Publication Type : Journal Article
Publisher : IEEE Access
Source : IEEE Access, Volume 7, p.130180-130196 (2019)
Campus : Coimbatore
School : School of Engineering
Department : Computer Science
Year : 2019
Abstract : Efficient background modelling has always been an active area of research due to its immense importance as a preliminary step in various machine-vision applications. Several techniques have been proposed to date that strive to achieve higher accuracy without compromising on computational and hardware demands. One of such techniques, Visual Background Extractor (Vibe), has set benchmarks due to its fewer memory requirements and good results. However, it suffers from high false positives due to its slower, selective and random update policy. This paper proposes a novel sample-consensus pixel-based technique for efficient foreground segmentation complemented with faster ghost suppression.
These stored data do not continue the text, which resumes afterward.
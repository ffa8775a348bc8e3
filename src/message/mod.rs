pub mod conversation_service;
pub mod message_dto;
pub mod message_handlers;
pub mod message_models;
pub mod message_repository;

pub use conversation_service::ConversationService;
pub use message_dto::{ConversationQuery, PaginatedMessages, SendMessageRequest, UpdateMessageRequest};
pub use message_handlers::{
    delete_message, get_conversation, mark_message_read, send_message, update_message,
};
pub use message_models::{Message, MessageResponse, MessageStatus};
pub use message_repository::MessageRepository;
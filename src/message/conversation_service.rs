use chrono::{Duration, Utc};
use uuid::Uuid;

use crate::{
    error::{AppError, Result},
    message::{
        message_dto::PaginatedMessages,
        message_models::{Message, MessageResponse, MessageStatus},
        message_repository::MessageRepository,
    },
    websocket::router::{DeliveryEvent, DeliveryRouter, Participants},
};

/// Identical repeated sends inside this window are rejected to absorb
/// client-side double-submission. Not a general rate limiter.
const DUPLICATE_WINDOW_MS: i64 = 1_000;

/// Which participant a mutation must come from. Update and delete belong to
/// the sender; mark-read belongs to the receiver.
#[derive(Debug, Clone, Copy, PartialEq, Eq)]
pub enum OwnershipRole {
    Sender,
    Receiver,
}

fn ensure_role(message: &Message, user_id: Uuid, role: OwnershipRole) -> Result<()> {
    let owner = match role {
        OwnershipRole::Sender => message.sender_id,
        OwnershipRole::Receiver => message.receiver_id,
    };
    if owner != user_id {
        return Err(AppError::Forbidden(
            "Not allowed to modify this message".to_string(),
        ));
    }
    Ok(())
}

/// Orchestrates the message lifecycle: persists through the repository first,
/// then fans the resulting event out to live connections. A store failure
/// aborts the request before any live emission.
#[derive(Clone)]
pub struct ConversationService {
    repo: MessageRepository,
    router: DeliveryRouter,
}

impl ConversationService {
    pub fn new(repo: MessageRepository, router: DeliveryRouter) -> Self {
        Self { repo, router }
    }

    pub async fn send(
        &self,
        sender_id: Uuid,
        receiver_id: Uuid,
        content: &str,
    ) -> Result<Message> {
        let content = content.trim();
        if content.is_empty() {
            return Err(AppError::Validation(
                "Message content must not be empty".to_string(),
            ));
        }

        // Check-then-write: a racing identical send can slip through the
        // window. The probe is a double-submit heuristic, not a guarantee.
        let cutoff = Utc::now() - Duration::milliseconds(DUPLICATE_WINDOW_MS);
        if self
            .repo
            .find_recent_duplicate(sender_id, receiver_id, content, cutoff)
            .await?
            .is_some()
        {
            return Err(AppError::RateLimited(
                "Duplicate message suppressed".to_string(),
            ));
        }

        let message = self.repo.create(sender_id, receiver_id, content).await?;

        self.router.route(
            DeliveryEvent::MessageCreated(message.clone()),
            Participants::pair(sender_id, receiver_id),
        );

        Ok(message)
    }

    /// Messages between the requester and the other user, in either
    /// direction, newest first. Read-only.
    pub async fn list_conversation(
        &self,
        requester_id: Uuid,
        other_user_id: Uuid,
        page: u32,
        limit: u32,
    ) -> Result<PaginatedMessages> {
        let page = page.max(1);
        let offset = ((page - 1) * limit) as i64;

        let messages = self
            .repo
            .find_conversation(requester_id, other_user_id, limit as i64, offset)
            .await?;
        let total = self
            .repo
            .count_conversation(requester_id, other_user_id)
            .await?;

        let data: Vec<MessageResponse> = messages.into_iter().map(MessageResponse::from).collect();
        Ok(PaginatedMessages::new(data, total, page, limit))
    }

    pub async fn update(
        &self,
        requester_id: Uuid,
        message_id: Uuid,
        new_content: &str,
    ) -> Result<Message> {
        let new_content = new_content.trim();
        if new_content.is_empty() {
            return Err(AppError::Validation(
                "Message content must not be empty".to_string(),
            ));
        }

        let message = self
            .repo
            .find_by_id(message_id)
            .await?
            .ok_or(AppError::NotFound("Message not found".to_string()))?;
        ensure_role(&message, requester_id, OwnershipRole::Sender)?;

        let updated = self.repo.update_content(message_id, new_content).await?;

        self.router.route(
            DeliveryEvent::MessageUpdated(updated.clone()),
            Participants::pair(updated.sender_id, updated.receiver_id),
        );

        Ok(updated)
    }

    pub async fn delete(&self, requester_id: Uuid, message_id: Uuid) -> Result<()> {
        let message = self
            .repo
            .find_by_id(message_id)
            .await?
            .ok_or(AppError::NotFound("Message not found".to_string()))?;
        ensure_role(&message, requester_id, OwnershipRole::Sender)?;

        self.repo.delete(message_id).await?;

        self.router.route(
            DeliveryEvent::MessageDeleted { message_id },
            Participants::pair(message.sender_id, message.receiver_id),
        );

        Ok(())
    }

    /// Only the receiver may mark a message read. The sender is notified
    /// over its live connection; the receiver already knows.
    pub async fn mark_read(&self, requester_id: Uuid, message_id: Uuid) -> Result<Message> {
        let message = self
            .repo
            .find_by_id(message_id)
            .await?
            .ok_or(AppError::NotFound("Message not found".to_string()))?;
        ensure_role(&message, requester_id, OwnershipRole::Receiver)?;

        if !message.status.can_transition_to(MessageStatus::Read) {
            // already read; nothing to persist or announce
            return Ok(message);
        }

        let updated = self.repo.update_status(message_id, MessageStatus::Read).await?;

        self.router.route(
            DeliveryEvent::StatusChanged {
                message_id: updated.id,
                status: updated.status,
            },
            Participants::one(updated.sender_id),
        );

        Ok(updated)
    }
}

#[cfg(test)]
mod tests {
    use super::*;
    use chrono::Utc;

    fn message(sender_id: Uuid, receiver_id: Uuid) -> Message {
        Message {
            id: Uuid::new_v4(),
            sender_id,
            receiver_id,
            content: "hi".to_string(),
            status: MessageStatus::Sent,
            created_at: Utc::now(),
        }
    }

    #[test]
    fn test_sender_role_rejects_receiver() {
        let sender = Uuid::new_v4();
        let receiver = Uuid::new_v4();
        let msg = message(sender, receiver);

        assert!(ensure_role(&msg, sender, OwnershipRole::Sender).is_ok());
        assert!(matches!(
            ensure_role(&msg, receiver, OwnershipRole::Sender),
            Err(AppError::Forbidden(_))
        ));
    }

    #[test]
    fn test_receiver_role_rejects_sender() {
        let sender = Uuid::new_v4();
        let receiver = Uuid::new_v4();
        let msg = message(sender, receiver);

        assert!(ensure_role(&msg, receiver, OwnershipRole::Receiver).is_ok());
        assert!(matches!(
            ensure_role(&msg, sender, OwnershipRole::Receiver),
            Err(AppError::Forbidden(_))
        ));
    }

    #[test]
    fn test_stranger_is_rejected_for_either_role() {
        let msg = message(Uuid::new_v4(), Uuid::new_v4());
        let stranger = Uuid::new_v4();

        assert!(ensure_role(&msg, stranger, OwnershipRole::Sender).is_err());
        assert!(ensure_role(&msg, stranger, OwnershipRole::Receiver).is_err());
    }
}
This is achieved by employing segmentation masks exploiting both static and dynamic properties of pixels depicting likeliness towards absorption into the foregrounds. Dynamic characteristics of the proposed approach handle `object present in the first frame' problem while static characteristics handle improper illumination and shadows in videos in lesser time. It aims not only at suppressing ghosts in the foreground mask but also allows their absorption by updating the background model with such regions. It also proposes a unique spatio-temporal model initialization technique for handling continuous noise. The proposed approach proved to produce outstanding results when compared with 9 traditional and 13 state-of-the-art algorithms.
Cite this Research Publication : Rimjhim Padam Singh, Sharma, P., and Madarkar, J., “Compute-Extensive Background Subtraction for Efficient Ghost Suppression”, IEEE Access, vol. 7, pp. 130180-130196, 2019.